## The input

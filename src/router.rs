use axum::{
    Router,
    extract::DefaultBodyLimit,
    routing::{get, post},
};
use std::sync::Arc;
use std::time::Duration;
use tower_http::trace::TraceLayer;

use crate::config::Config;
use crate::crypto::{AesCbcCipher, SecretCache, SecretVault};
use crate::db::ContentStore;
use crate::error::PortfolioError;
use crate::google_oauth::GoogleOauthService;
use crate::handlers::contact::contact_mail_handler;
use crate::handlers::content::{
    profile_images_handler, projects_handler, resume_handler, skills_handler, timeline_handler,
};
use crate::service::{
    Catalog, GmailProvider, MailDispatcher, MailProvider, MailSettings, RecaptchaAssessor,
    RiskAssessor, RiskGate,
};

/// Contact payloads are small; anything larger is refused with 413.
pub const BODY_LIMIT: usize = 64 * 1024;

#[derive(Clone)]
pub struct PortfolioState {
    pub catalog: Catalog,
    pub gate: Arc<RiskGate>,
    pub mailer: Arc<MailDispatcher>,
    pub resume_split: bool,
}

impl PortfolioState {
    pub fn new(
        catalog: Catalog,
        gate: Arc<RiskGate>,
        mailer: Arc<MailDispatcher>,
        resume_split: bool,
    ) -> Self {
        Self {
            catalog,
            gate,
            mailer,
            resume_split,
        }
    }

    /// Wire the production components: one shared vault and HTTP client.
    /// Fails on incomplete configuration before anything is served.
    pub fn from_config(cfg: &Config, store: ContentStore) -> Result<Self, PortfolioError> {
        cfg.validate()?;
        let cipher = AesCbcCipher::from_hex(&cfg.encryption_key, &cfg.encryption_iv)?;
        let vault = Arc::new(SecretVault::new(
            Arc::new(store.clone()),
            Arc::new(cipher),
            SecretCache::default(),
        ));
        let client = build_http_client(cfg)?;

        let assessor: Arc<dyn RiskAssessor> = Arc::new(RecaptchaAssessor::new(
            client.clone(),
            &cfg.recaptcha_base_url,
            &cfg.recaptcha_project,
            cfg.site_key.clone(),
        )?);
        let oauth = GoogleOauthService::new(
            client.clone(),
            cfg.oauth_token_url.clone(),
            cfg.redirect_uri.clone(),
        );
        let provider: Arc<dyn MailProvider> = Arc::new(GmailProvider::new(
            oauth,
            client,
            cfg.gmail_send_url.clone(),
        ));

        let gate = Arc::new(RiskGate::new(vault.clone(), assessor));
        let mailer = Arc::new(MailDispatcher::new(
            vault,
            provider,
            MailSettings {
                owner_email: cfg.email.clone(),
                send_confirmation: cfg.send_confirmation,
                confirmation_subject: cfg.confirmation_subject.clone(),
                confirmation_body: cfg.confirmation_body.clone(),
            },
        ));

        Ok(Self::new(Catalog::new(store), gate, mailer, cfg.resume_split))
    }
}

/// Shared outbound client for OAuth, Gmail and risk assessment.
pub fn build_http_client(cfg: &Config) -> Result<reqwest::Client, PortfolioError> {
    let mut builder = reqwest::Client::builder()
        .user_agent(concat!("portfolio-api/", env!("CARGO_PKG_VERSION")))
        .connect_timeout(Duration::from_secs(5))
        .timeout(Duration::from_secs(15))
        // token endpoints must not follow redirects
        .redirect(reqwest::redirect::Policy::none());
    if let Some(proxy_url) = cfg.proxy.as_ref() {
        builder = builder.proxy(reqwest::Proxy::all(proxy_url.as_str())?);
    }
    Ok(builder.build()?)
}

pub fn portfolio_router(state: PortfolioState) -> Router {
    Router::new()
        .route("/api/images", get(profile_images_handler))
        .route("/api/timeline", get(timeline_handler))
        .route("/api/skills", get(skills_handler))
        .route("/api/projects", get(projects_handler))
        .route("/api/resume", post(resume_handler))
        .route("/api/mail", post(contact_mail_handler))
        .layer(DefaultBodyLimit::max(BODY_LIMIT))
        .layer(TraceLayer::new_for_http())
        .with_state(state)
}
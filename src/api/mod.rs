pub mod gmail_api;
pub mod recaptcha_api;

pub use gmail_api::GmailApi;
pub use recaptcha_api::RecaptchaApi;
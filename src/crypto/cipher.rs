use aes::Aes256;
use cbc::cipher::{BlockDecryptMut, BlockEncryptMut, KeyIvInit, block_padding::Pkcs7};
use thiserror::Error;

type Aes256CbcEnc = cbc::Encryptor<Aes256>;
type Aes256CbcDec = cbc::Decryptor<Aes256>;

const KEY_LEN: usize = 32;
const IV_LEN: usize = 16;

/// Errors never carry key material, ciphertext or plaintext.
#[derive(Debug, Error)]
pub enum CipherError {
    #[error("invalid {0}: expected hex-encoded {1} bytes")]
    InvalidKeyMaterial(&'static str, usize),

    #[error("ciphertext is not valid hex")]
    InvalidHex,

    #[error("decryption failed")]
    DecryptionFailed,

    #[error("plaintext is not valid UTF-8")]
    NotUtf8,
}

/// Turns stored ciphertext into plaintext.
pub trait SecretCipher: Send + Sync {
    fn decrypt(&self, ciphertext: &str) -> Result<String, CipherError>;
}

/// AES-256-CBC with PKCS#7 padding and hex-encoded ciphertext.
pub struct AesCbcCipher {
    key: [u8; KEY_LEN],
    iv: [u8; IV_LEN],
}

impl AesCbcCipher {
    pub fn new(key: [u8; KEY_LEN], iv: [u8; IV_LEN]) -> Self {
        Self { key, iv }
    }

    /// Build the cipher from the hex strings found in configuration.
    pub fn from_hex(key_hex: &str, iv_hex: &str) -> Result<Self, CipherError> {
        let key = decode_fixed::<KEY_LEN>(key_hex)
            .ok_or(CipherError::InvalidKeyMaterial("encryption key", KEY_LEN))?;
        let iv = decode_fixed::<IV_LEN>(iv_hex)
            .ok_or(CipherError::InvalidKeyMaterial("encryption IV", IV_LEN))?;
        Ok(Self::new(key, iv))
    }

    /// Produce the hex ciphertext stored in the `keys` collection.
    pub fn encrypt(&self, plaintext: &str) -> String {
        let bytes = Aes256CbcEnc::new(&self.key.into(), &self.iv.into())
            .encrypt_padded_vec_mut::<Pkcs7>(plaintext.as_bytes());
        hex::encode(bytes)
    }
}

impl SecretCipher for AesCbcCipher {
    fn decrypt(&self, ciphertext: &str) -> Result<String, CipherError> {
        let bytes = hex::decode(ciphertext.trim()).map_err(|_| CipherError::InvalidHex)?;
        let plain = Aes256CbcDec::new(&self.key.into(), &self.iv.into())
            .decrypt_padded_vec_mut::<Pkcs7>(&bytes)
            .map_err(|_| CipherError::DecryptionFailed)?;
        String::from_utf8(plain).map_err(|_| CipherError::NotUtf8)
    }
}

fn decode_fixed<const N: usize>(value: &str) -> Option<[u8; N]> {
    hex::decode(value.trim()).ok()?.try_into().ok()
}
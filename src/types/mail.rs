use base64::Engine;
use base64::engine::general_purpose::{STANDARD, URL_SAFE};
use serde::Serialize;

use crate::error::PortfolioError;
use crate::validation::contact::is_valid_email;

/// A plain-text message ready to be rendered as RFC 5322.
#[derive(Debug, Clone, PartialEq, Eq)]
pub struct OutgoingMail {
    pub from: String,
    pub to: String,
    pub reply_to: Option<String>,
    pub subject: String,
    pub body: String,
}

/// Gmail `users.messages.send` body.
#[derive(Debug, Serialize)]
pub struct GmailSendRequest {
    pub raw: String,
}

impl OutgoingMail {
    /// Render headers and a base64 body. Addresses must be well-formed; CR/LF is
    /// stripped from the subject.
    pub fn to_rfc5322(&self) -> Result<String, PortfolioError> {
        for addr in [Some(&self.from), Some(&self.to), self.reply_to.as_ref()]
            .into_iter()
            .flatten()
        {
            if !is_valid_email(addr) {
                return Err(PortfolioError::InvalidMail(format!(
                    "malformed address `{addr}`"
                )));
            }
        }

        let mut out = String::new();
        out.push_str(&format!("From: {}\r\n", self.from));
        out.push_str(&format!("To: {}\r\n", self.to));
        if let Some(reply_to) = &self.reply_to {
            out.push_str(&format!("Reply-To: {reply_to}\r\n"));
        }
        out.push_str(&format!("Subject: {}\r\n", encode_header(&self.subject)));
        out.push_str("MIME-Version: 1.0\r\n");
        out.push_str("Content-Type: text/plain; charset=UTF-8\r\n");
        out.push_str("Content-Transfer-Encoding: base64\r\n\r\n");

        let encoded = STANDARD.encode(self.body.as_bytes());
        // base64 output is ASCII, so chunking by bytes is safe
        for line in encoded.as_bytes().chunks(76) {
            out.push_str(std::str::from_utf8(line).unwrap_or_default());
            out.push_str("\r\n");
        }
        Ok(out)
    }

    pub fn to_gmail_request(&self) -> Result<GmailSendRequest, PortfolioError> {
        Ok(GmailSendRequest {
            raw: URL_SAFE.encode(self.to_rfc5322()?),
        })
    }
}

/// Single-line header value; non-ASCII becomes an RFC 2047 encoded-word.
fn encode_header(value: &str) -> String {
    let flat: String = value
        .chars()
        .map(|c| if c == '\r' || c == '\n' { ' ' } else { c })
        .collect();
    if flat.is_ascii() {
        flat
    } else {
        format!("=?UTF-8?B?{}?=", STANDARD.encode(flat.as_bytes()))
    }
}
--
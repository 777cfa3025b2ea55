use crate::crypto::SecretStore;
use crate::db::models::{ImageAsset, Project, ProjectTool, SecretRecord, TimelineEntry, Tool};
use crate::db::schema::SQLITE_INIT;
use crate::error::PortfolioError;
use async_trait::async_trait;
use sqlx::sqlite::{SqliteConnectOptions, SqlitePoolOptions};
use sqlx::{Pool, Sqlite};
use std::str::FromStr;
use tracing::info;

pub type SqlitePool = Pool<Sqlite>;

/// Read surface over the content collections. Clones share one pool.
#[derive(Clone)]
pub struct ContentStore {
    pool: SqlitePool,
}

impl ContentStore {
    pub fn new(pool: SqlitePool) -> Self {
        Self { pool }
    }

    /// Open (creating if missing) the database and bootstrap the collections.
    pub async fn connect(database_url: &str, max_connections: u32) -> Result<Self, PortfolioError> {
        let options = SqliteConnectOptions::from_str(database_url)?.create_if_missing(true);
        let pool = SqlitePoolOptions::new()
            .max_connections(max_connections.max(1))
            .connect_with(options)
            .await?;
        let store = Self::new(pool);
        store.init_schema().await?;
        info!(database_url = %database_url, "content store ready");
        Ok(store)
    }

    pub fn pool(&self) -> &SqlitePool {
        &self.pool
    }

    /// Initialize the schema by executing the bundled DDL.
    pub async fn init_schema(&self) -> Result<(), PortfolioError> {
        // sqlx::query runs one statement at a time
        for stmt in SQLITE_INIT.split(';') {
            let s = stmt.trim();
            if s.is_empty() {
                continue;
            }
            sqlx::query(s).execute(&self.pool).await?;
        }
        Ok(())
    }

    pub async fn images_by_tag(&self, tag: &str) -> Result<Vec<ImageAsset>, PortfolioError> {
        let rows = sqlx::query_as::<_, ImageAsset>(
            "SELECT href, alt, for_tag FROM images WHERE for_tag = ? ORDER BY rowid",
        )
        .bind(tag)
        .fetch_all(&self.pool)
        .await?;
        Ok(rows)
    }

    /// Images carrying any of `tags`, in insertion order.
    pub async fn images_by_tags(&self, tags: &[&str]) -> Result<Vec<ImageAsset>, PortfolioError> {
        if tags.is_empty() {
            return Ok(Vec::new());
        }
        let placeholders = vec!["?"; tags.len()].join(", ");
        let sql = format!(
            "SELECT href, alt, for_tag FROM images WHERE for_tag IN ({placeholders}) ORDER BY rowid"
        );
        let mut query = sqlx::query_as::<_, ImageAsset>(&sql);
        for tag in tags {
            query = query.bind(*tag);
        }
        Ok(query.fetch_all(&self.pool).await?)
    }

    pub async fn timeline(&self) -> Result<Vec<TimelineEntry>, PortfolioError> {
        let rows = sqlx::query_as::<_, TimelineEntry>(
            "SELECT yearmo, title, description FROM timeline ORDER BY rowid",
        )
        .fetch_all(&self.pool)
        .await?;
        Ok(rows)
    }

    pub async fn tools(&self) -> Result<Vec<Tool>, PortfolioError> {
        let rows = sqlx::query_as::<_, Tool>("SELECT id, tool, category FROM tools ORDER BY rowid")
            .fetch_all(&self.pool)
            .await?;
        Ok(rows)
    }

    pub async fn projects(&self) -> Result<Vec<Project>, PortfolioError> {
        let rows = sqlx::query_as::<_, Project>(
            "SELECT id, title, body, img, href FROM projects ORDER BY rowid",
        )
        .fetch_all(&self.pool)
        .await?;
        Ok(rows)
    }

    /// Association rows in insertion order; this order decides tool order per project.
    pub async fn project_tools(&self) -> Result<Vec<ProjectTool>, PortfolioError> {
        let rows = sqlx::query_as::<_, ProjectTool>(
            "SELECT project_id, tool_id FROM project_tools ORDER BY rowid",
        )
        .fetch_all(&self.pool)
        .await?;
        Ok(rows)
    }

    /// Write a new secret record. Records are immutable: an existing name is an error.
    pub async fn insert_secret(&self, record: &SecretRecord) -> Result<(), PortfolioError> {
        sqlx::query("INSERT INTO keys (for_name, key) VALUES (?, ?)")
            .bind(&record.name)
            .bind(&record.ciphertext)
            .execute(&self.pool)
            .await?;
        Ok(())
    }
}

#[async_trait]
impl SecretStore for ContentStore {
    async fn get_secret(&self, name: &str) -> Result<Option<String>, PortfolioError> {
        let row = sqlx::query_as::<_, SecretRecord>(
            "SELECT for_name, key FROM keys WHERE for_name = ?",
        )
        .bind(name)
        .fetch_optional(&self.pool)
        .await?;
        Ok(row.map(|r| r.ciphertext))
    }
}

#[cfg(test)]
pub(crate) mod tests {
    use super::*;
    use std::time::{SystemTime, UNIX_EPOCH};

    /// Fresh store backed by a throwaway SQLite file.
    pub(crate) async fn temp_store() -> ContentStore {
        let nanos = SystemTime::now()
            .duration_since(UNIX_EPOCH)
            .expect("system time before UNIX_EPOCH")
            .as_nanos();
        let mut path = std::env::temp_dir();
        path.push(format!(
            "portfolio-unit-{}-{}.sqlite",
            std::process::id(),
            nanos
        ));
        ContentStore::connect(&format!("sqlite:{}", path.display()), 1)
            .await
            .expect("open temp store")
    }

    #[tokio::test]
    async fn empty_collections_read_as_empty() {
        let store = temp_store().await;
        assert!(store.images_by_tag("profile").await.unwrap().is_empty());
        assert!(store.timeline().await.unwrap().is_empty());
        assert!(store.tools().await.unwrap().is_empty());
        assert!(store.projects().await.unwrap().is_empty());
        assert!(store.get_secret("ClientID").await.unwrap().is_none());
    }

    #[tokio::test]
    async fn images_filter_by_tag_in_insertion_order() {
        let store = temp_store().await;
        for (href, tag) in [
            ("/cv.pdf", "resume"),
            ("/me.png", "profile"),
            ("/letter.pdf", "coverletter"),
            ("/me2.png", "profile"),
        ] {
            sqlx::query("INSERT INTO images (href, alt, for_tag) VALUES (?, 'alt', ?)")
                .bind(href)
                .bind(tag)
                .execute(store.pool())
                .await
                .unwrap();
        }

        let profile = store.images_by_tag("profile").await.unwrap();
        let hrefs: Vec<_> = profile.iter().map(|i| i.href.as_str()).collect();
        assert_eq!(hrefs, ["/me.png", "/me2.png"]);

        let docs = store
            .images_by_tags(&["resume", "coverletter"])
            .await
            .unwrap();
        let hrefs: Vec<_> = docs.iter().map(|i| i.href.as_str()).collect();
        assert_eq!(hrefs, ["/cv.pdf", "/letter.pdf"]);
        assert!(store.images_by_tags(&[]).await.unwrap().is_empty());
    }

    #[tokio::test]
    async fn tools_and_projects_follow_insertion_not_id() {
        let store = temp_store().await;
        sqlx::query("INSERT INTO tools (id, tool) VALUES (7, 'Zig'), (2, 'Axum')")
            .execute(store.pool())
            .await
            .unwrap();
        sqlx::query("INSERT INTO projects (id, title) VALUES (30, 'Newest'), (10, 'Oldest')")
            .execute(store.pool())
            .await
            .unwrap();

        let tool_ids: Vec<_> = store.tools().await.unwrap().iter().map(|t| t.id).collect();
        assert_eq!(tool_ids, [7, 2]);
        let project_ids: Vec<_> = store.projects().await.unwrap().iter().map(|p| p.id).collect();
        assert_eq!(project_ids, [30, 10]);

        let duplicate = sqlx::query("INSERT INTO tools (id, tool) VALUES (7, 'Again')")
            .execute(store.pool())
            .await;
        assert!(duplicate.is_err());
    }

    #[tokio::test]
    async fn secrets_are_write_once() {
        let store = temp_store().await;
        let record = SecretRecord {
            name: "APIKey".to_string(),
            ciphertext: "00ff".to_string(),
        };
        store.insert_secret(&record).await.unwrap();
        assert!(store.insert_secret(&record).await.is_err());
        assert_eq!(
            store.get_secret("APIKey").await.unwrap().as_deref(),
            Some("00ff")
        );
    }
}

## The problem
Among the records above, how many lines carry the string "OutgoingMail"? Reply with the number alone.

## Response below
2